Assignment >>
In the records below, count each line where the word "Some" appears, and reply with that number only.

Source data
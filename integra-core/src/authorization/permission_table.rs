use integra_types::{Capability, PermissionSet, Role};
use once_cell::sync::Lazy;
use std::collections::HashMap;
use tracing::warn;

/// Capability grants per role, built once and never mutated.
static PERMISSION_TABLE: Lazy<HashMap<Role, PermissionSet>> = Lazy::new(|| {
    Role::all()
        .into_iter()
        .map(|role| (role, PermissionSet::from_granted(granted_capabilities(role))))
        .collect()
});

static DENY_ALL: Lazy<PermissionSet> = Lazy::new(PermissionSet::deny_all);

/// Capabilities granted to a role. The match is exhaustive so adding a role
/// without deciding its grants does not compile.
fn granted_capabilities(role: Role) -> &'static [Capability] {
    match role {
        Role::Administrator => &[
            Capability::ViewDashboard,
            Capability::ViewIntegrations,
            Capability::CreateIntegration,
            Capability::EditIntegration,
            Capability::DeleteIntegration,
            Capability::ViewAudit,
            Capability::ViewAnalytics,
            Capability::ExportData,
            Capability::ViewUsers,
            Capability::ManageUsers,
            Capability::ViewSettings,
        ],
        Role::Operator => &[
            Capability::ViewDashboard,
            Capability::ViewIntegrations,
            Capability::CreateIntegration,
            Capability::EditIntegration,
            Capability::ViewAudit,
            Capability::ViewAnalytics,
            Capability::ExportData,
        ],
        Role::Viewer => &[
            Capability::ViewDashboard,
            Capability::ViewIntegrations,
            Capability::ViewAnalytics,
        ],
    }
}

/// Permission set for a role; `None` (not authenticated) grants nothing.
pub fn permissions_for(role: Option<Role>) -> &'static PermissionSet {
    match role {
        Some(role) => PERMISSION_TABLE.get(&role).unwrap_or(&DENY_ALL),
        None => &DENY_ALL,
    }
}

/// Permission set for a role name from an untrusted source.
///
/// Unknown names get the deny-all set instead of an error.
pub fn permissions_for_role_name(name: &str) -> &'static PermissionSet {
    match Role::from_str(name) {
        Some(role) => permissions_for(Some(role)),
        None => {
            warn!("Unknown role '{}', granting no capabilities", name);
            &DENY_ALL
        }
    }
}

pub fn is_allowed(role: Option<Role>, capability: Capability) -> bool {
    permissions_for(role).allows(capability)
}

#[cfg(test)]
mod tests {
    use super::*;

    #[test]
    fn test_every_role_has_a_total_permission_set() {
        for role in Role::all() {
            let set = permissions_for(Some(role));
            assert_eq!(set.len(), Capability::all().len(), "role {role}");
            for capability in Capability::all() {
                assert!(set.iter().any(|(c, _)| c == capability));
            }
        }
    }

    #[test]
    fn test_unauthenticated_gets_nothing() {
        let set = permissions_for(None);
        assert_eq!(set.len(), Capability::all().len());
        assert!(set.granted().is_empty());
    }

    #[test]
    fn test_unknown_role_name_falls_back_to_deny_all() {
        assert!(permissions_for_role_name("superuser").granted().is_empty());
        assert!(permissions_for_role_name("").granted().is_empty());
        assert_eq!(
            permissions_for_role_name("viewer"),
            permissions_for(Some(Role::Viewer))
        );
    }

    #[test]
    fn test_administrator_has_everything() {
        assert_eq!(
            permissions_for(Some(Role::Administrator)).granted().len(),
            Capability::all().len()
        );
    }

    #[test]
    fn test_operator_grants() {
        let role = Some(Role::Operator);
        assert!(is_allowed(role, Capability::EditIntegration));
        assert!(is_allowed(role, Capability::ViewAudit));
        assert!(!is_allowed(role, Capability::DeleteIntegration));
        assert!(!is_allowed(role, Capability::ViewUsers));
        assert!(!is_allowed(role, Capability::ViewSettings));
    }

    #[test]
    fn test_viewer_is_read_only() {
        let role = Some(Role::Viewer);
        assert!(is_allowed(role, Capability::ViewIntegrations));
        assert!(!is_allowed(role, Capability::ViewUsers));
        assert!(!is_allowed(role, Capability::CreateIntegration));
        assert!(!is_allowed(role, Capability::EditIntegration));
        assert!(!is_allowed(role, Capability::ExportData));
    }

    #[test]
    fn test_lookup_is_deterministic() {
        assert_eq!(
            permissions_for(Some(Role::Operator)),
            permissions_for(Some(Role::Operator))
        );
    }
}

Reply to the task >>
9